TO DO: After finding the line with "prints the symbol." in the data below, set down exactly each line through the one with "pub struct UnitRegistry", inclusive, and stop there.

*** EXERCISE DATA ***

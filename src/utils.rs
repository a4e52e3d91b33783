//! utils — crate-wide plumbing shared by the numeric modules and the bindings.
//!
//! Purpose
//! -------
//! Host the pieces that do not belong to any single domain module: the
//! terminal logger used for debug tracing (feature `obs_slog`) and the
//! conversions from Python objects to Rust operands (feature
//! `python-bindings`).
//!
//! Key behaviors
//! -------------
//! - [`term_logger`] lazily builds one asynchronous terminal logger and hands
//!   out a `'static` reference to it.
//! - [`extract_f64_array`] accepts numpy arrays, pandas-like objects exposing
//!   `to_numpy`, and plain float sequences.
//! - [`extract_operand`] turns a Python value (quantity, number, complex or
//!   array-like) into an [`Operand`].
//!
//! Conventions
//! -----------
//! - Extraction failures surface as Python `TypeError`s; domain failures are
//!   converted from the typed error enums at the call site.

#[cfg(feature = "obs_slog")]
use std::sync::LazyLock;

#[cfg(feature = "python-bindings")]
use ndarray::Array1;

#[cfg(feature = "python-bindings")]
use num_complex::Complex64;

#[cfg(feature = "python-bindings")]
use pyo3::{exceptions::PyTypeError, prelude::*, types::PyAny};

#[cfg(feature = "python-bindings")]
use numpy::{
    IntoPyArray,    // Vec → PyArray
    PyArrayMethods, // .readonly()
    PyReadonlyArray1,
};

#[cfg(feature = "python-bindings")]
use crate::{PyQuantity, units::operand::Operand};

/// Shared terminal logger for debug tracing.
///
/// Built on first use from a `slog_term` full-format drain behind a
/// `slog_async` worker, so logging calls never block numeric loops.
#[cfg(feature = "obs_slog")]
pub fn term_logger() -> &'static slog::Logger {
    static LOGGER: LazyLock<slog::Logger> = LazyLock::new(|| {
        use slog::Drain;

        let decorator = slog_term::TermDecorator::new().build();
        let drain = slog_term::FullFormat::new(decorator).build().fuse();
        let drain = slog_async::Async::new(drain).build().fuse();
        slog::Logger::root(drain, slog::o!("crate" => "rust_quantities"))
    });
    &LOGGER
}

#[cfg(feature = "python-bindings")]
#[inline]
pub fn extract_f64_array<'py>(
    py: Python<'py>, raw_data: &Bound<'py, PyAny>,
) -> PyResult<PyReadonlyArray1<'py, f64>> {
    if let Ok(arr_ro) = raw_data.extract::<PyReadonlyArray1<f64>>() {
        if arr_ro.as_slice().is_ok() {
            return Ok(arr_ro);
        }
    }

    if let Ok(obj) = raw_data.call_method("to_numpy", (false,), None) {
        if let Ok(series_ro) = obj.extract::<PyReadonlyArray1<f64>>() {
            if series_ro.as_slice().is_ok() {
                return Ok(series_ro);
            }
        }
    }

    let vec: Vec<f64> = raw_data.extract().map_err(|_| {
        PyTypeError::new_err("expected a 1-D numpy.ndarray, pandas.Series, or sequence of float64")
    })?;
    Ok(vec.into_pyarray(py).readonly())
}

/// Owned copy of a 1-D float array-like.
#[cfg(feature = "python-bindings")]
pub fn extract_array1<'py>(py: Python<'py>, raw_data: &Bound<'py, PyAny>) -> PyResult<Array1<f64>> {
    Ok(extract_f64_array(py, raw_data)?.as_array().to_owned())
}

/// Convert a Python value into an [`Operand`].
///
/// Accepted, in order: `Quantity` instances, real numbers (including
/// Python ints), complex numbers, complex 1-D arrays, and real 1-D
/// array-likes.
///
/// # Errors
/// - `TypeError` when the value matches none of the accepted kinds.
#[cfg(feature = "python-bindings")]
pub fn extract_operand<'py>(py: Python<'py>, value: &Bound<'py, PyAny>) -> PyResult<Operand> {
    if let Ok(q) = value.downcast::<PyQuantity>() {
        return Ok(Operand::Quantity(q.borrow().inner.clone()));
    }
    if let Ok(v) = value.extract::<f64>() {
        return Ok(Operand::from(v));
    }
    if let Ok(c) = value.extract::<Complex64>() {
        return Ok(Operand::from(c));
    }
    if let Ok(arr) = value.extract::<PyReadonlyArray1<Complex64>>() {
        return Ok(Operand::from(arr.as_array().to_owned()));
    }
    extract_array1(py, value).map(Operand::from).map_err(|_| {
        PyTypeError::new_err(format!(
            "cannot interpret a value of type '{}' as a quantity",
            value.get_type().name().map(|n| n.to_string()).unwrap_or_default()
        ))
    })
}
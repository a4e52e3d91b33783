//! units::dimension — exponent vectors over the SI base units.
//!
//! Purpose
//! -------
//! Represent the physical "shape" of a quantity (e.g. `kg*m/s**2`)
//! independently of its numeric value. A [`Dimension`] is an immutable vector
//! holding one real exponent per [`BaseUnit`].
//!
//! Key behaviors
//! -------------
//! - Build the dimensionless identity or a single base unit.
//! - Combine dimensions with `*` / `/` (exponents add / subtract); both are
//!   total operations.
//! - Raise to a real power with [`Dimension::powf`] (exponents scale;
//!   fractional exponents are allowed).
//! - Render as a product-of-powers expression through `Display`.
//!
//! Invariants & assumptions
//! ------------------------
//! - Exactly [`N_BASE_UNITS`] exponents, default 0.
//! - Equality is exact over the exponent vector; no tolerance is applied, so
//!   `m**0.5 * m**0.5 == m` holds but a rounded exponent such as `1/3 * 3`
//!   may not.
//!
//! Conventions
//! -----------
//! - Storage order follows [`BaseUnit::ALL`]: length, time, mass, current,
//!   temperature, luminous intensity, amount of substance, plane angle.
//! - Display order is the ASCII order of the base-unit symbols
//!   (`A, K, cd, kg, m, mol, rad, s`), numerator first.

use crate::units::errors::{QuantityError, QuantityResult};
use std::ops::{Div, Mul};

/// Number of base units tracked by a [`Dimension`].
pub const N_BASE_UNITS: usize = 8;

/// Base units of the dimension vector, in storage order.
#[derive(Debug, Clone, Copy, PartialEq, Eq, Hash)]
pub enum BaseUnit {
    /// Length (metre).
    Metre,
    /// Time (second).
    Second,
    /// Mass (kilogram).
    Kilogram,
    /// Electric current (ampere).
    Ampere,
    /// Thermodynamic temperature (kelvin).
    Kelvin,
    /// Luminous intensity (candela).
    Candela,
    /// Amount of substance (mole).
    Mole,
    /// Plane angle (radian).
    Radian,
}

impl BaseUnit {
    /// All base units in storage order.
    pub const ALL: [BaseUnit; N_BASE_UNITS] = [
        BaseUnit::Metre,
        BaseUnit::Second,
        BaseUnit::Kilogram,
        BaseUnit::Ampere,
        BaseUnit::Kelvin,
        BaseUnit::Candela,
        BaseUnit::Mole,
        BaseUnit::Radian,
    ];

    /// SI symbol used in unit expressions.
    pub fn symbol(self) -> &'static str {
        match self {
            BaseUnit::Metre => "m",
            BaseUnit::Second => "s",
            BaseUnit::Kilogram => "kg",
            BaseUnit::Ampere => "A",
            BaseUnit::Kelvin => "K",
            BaseUnit::Candela => "cd",
            BaseUnit::Mole => "mol",
            BaseUnit::Radian => "rad",
        }
    }

    /// Position of this unit in the exponent vector.
    pub fn index(self) -> usize {
        self as usize
    }

    /// Inverse of [`BaseUnit::symbol`].
    pub fn from_symbol(symbol: &str) -> Option<BaseUnit> {
        BaseUnit::ALL.into_iter().find(|unit| unit.symbol() == symbol)
    }
}

/// `Dimension` — exponent vector over the base units.
///
/// Purpose
/// -------
/// Carry the unit of a quantity without its value. Dimensions are plain
/// `Copy` values; every operation returns a new one.
///
/// Fields
/// ------
/// - `exponents`: `[f64; N_BASE_UNITS]`
///   One exponent per [`BaseUnit`], in [`BaseUnit::ALL`] order.
///
/// Invariants
/// ----------
/// - Exponents are finite. `powf` rejects non-finite powers, and `*` / `/`
///   of finite exponents stay finite.
///
/// Examples
/// --------
/// ```rust
/// # use rust_quantities::units::dimension::{BaseUnit, Dimension};
/// let m = Dimension::base(BaseUnit::Metre);
/// let s = Dimension::base(BaseUnit::Second);
/// let kg = Dimension::base(BaseUnit::Kilogram);
/// let energy = kg * m * m / (s * s);
/// assert_eq!(energy.to_string(), "kg*m**2/s**2");
/// assert_eq!(energy / energy, Dimension::dimensionless());
/// ```
#[derive(Debug, Clone, Copy, PartialEq, Default)]
pub struct Dimension {
    exponents: [f64; N_BASE_UNITS],
}

impl Dimension {
    /// The dimensionless identity (all exponents zero).
    pub const fn dimensionless() -> Self {
        Dimension { exponents: [0.0; N_BASE_UNITS] }
    }

    /// A single base unit raised to the first power.
    pub fn base(unit: BaseUnit) -> Self {
        let mut exponents = [0.0; N_BASE_UNITS];
        exponents[unit.index()] = 1.0;
        Dimension { exponents }
    }

    /// Build a dimension from an explicit exponent vector.
    pub const fn from_exponents(exponents: [f64; N_BASE_UNITS]) -> Self {
        Dimension { exponents }
    }

    /// Exponent of one base unit.
    pub fn exponent(&self, unit: BaseUnit) -> f64 {
        self.exponents[unit.index()]
    }

    /// Full exponent vector in storage order.
    pub fn exponents(&self) -> &[f64; N_BASE_UNITS] {
        &self.exponents
    }

    /// `true` when every exponent is zero.
    pub fn is_dimensionless(&self) -> bool {
        self.exponents.iter().all(|&e| e == 0.0)
    }

    /// Reciprocal dimension (every exponent negated).
    pub fn recip(&self) -> Self {
        Dimension::dimensionless() / *self
    }

    /// Raise the dimension to a real power.
    ///
    /// Parameters
    /// ----------
    /// - `power`: `f64`
    ///   Scale factor applied to every exponent. Fractional values are
    ///   allowed (`m**0.5`).
    ///
    /// Errors
    /// ------
    /// - `QuantityError::InvalidExponent`
    ///   Returned when `power` is NaN or infinite.
    pub fn powf(&self, power: f64) -> QuantityResult<Self> {
        if !power.is_finite() {
            return Err(QuantityError::InvalidExponent {
                reason: "exponent must be finite.",
            });
        }
        let mut exponents = self.exponents;
        for e in exponents.iter_mut() {
            *e *= power;
        }
        Ok(Dimension { exponents })
    }

    /// Like `Display`, but spells out the dimensionless case.
    pub fn describe(&self) -> String {
        if self.is_dimensionless() { "dimensionless".to_string() } else { self.to_string() }
    }
}

impl Mul for Dimension {
    type Output = Dimension;

    fn mul(self, rhs: Dimension) -> Dimension {
        let mut exponents = self.exponents;
        for (e, r) in exponents.iter_mut().zip(rhs.exponents) {
            *e += r;
        }
        Dimension { exponents }
    }
}

impl Div for Dimension {
    type Output = Dimension;

    fn div(self, rhs: Dimension) -> Dimension {
        let mut exponents = self.exponents;
        for (e, r) in exponents.iter_mut().zip(rhs.exponents) {
            *e -= r;
        }
        Dimension { exponents }
    }
}

impl std::fmt::Display for Dimension {
    fn fmt(&self, f: &mut std::fmt::Formatter<'_>) -> std::fmt::Result {
        if self.is_dimensionless() {
            return Ok(());
        }

        let mut terms: Vec<(&'static str, f64)> = BaseUnit::ALL
            .iter()
            .map(|&unit| (unit.symbol(), self.exponent(unit)))
            .filter(|&(_, e)| e != 0.0)
            .collect();
        terms.sort_by(|a, b| a.0.cmp(b.0));

        let numerator: Vec<String> =
            terms.iter().filter(|(_, e)| *e > 0.0).map(|&(sym, e)| render_power(sym, e)).collect();
        let denominator: Vec<String> =
            terms.iter().filter(|(_, e)| *e < 0.0).map(|&(sym, e)| render_power(sym, -e)).collect();

        let numerator = if numerator.is_empty() { "1".to_string() } else { numerator.join("*") };
        match denominator.len() {
            0 => write!(f, "{numerator}"),
            1 => write!(f, "{numerator}/{}", denominator[0]),
            _ => write!(f, "{numerator}/({})", denominator.join("*")),
        }
    }
}

/// Render `symbol**exponent`, eliding a unit exponent and printing integral
/// exponents without a decimal point.
fn render_power(symbol: &str, exponent: f64) -> String {
    if exponent == 1.0 {
        symbol.to_string()
    } else if exponent.fract() == 0.0 && exponent.abs() < i64::MAX as f64 {
        format!("{symbol}**{}", exponent as i64)
    } else {
        format!("{symbol}**{exponent}")
    }
}
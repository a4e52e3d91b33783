//! units::catalog — process-wide registry of named units.
//!
//! Purpose
//! -------
//! Map unit symbols (`"km"`, `"N"`, `"kft"`) to labelled [`Quantity`] values
//! expressed in SI base units. The registry is built on first access and is
//! read-only afterwards, so lookups are safe from any thread.
//!
//! Key behaviors
//! -------------
//! - SI base units `m, s, kg, A, K, cd, mol, rad`, plus `g = 1e-3 kg`.
//! - Derived units (`Hz`, `N`, `Pa`, `J`, `W`, `C`, `V`, `F`, `Ohm`, `S`,
//!   `sr`) and the time helpers `hr`, `mn`.
//! - Decimal prefixes from `T` (1e12) to `f` (1e-15) on every base unit and
//!   on `g`; a prefixed symbol never overrides an existing entry (`kg`).
//! - Imperial/nautical helpers `ft`, `NM`, `yard`, `inch`, `kft`.
//!
//! Conventions
//! -----------
//! - Every entry carries its own symbol as label, so formatting in a
//!   catalog unit prints the symbol.
//! - Micro is registered twice, as `mu` and `micro` (`mus`, `microm`).

use crate::units::{
    dimension::{BaseUnit, Dimension},
    errors::{QuantityError, QuantityResult},
    quantity::Quantity,
};
use std::collections::BTreeMap;
use std::sync::LazyLock;

/// Decimal prefixes and their factors.
const PREFIXES: [(&str, f64); 14] = [
    ("T", 1e12),
    ("G", 1e9),
    ("M", 1e6),
    ("k", 1e3),
    ("h", 1e2),
    ("da", 1e1),
    ("d", 1e-1),
    ("c", 1e-2),
    ("m", 1e-3),
    ("mu", 1e-6),
    ("micro", 1e-6),
    ("n", 1e-9),
    ("p", 1e-12),
    ("f", 1e-15),
];

/// Symbols that accept a decimal prefix.
const PREFIXABLE: [&str; 8] = ["m", "s", "g", "A", "K", "cd", "mol", "rad"];

static REGISTRY: LazyLock<UnitRegistry> = LazyLock::new(UnitRegistry::standard);

/// UnitRegistry — symbol → labelled unit quantity.
#[derive(Debug, Clone, Default)]
pub struct UnitRegistry {
    units: BTreeMap<String, Quantity>,
}

impl UnitRegistry {
    /// The standard catalog described in the module docs.
    pub fn standard() -> Self {
        let mut reg = UnitRegistry::default();

        let [m, s, kg, a, _, _, _, rad] = BaseUnit::ALL.map(Dimension::base);
        for unit in BaseUnit::ALL {
            reg.insert(unit.symbol(), 1.0, Dimension::base(unit));
        }
        reg.insert("g", 1e-3, kg);

        let newton = kg * m / (s * s);
        let joule = newton * m;
        let watt = joule / s;
        let coulomb = a * s;
        let volt = watt / a;
        reg.insert("Hz", 1.0, s.recip());
        reg.insert("N", 1.0, newton);
        reg.insert("Pa", 1.0, newton / (m * m));
        reg.insert("J", 1.0, joule);
        reg.insert("W", 1.0, watt);
        reg.insert("C", 1.0, coulomb);
        reg.insert("V", 1.0, volt);
        reg.insert("F", 1.0, coulomb / volt);
        reg.insert("Ohm", 1.0, volt / a);
        reg.insert("S", 1.0, a / volt);
        reg.insert("sr", 1.0, rad * rad);
        reg.insert("hr", 3600.0, s);
        reg.insert("mn", 60.0, s);

        for base in PREFIXABLE {
            let Some(unit) = reg.get(base).cloned() else { continue };
            let factor = unit.magnitude().as_real().unwrap_or(1.0);
            for (prefix, scale) in PREFIXES {
                let symbol = format!("{prefix}{base}");
                if !reg.units.contains_key(&symbol) {
                    reg.insert(&symbol, scale * factor, unit.dimension());
                }
            }
        }

        let ft = 0.3048;
        reg.insert("ft", ft, m);
        reg.insert("kft", 1000.0 * ft, m);
        reg.insert("NM", 1852.0, m);
        reg.insert("yard", 0.9144, m);
        reg.insert("inch", 2.54 * 1e-2, m);
        reg
    }

    fn insert(&mut self, symbol: &str, factor: f64, dimension: Dimension) {
        self.units.insert(symbol.to_string(), Quantity::new(factor, dimension).with_label(symbol));
    }

    /// The unit registered under `symbol`.
    pub fn get(&self, symbol: &str) -> Option<&Quantity> {
        self.units.get(symbol)
    }

    /// Registered symbols in lexicographic order.
    pub fn symbols(&self) -> impl Iterator<Item = &str> {
        self.units.keys().map(String::as_str)
    }

    pub fn len(&self) -> usize {
        self.units.len()
    }

    pub fn is_empty(&self) -> bool {
        self.units.is_empty()
    }
}

/// The process-wide catalog.
pub fn registry() -> &'static UnitRegistry {
    &REGISTRY
}

/// Borrow the unit registered under `symbol`.
pub fn lookup(symbol: &str) -> Option<&'static Quantity> {
    REGISTRY.get(symbol)
}

/// A copy of the unit registered under `symbol`.
///
/// # Errors
/// - [`QuantityError::UnknownUnit`] when `symbol` is not registered.
pub fn unit(symbol: &str) -> QuantityResult<Quantity> {
    lookup(symbol).cloned().ok_or_else(|| QuantityError::UnknownUnit { symbol: symbol.to_string() })
}

/// Registered symbols in lexicographic order.
pub fn symbols() -> impl Iterator<Item = &'static str> {
    REGISTRY.symbols()
}
// SPDX-License-Identifier: MIT OR Apache-2.0

//! Adapters layer containing flag set and provider implementations.
//!
//! This module contains the concrete implementations of the traits defined in the
//! ports layer: the flag configuration provider itself, an in-memory flag set, and
//! a flag set backed by `clap` when the `cli` feature is enabled.

#[cfg(feature = "cli")]
pub mod cli;
pub mod flag_provider;
pub mod memory_flags;

#[cfg(feature = "cli")]
pub use cli::ClapFlagSet;
pub use flag_provider::{flag_value, FlagCallback, FlagProvider, KeyValueCallback};
pub use memory_flags::{MemoryFlag, MemoryFlagSet};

*** End of EXERCISE DATA ***

WRITTEN SOLUTION:
//!   catalog unit prints the symbol.
//! - Micro is registered twice, as `mu` and `micro` (`mus`, `microm`).

use crate::units::{
    dimension::{BaseUnit, Dimension},
    errors::{QuantityError, QuantityResult},
    quantity::Quantity,
};
use std::collections::BTreeMap;
use std::sync::LazyLock;

/// Decimal prefixes and their factors.
const PREFIXES: [(&str, f64); 14] = [
    ("T", 1e12),
    ("G", 1e9),
    ("M", 1e6),
    ("k", 1e3),
    ("h", 1e2),
    ("da", 1e1),
    ("d", 1e-1),
    ("c", 1e-2),
    ("m", 1e-3),
    ("mu", 1e-6),
    ("micro", 1e-6),
    ("n", 1e-9),
    ("p", 1e-12),
    ("f", 1e-15),
];

/// Symbols that accept a decimal prefix.
const PREFIXABLE: [&str; 8] = ["m", "s", "g", "A", "K", "cd", "mol", "rad"];

static REGISTRY: LazyLock<UnitRegistry> = LazyLock::new(UnitRegistry::standard);

/// UnitRegistry — symbol → labelled unit quantity.
#[derive(Debug, Clone, Default)]
pub struct UnitRegistry {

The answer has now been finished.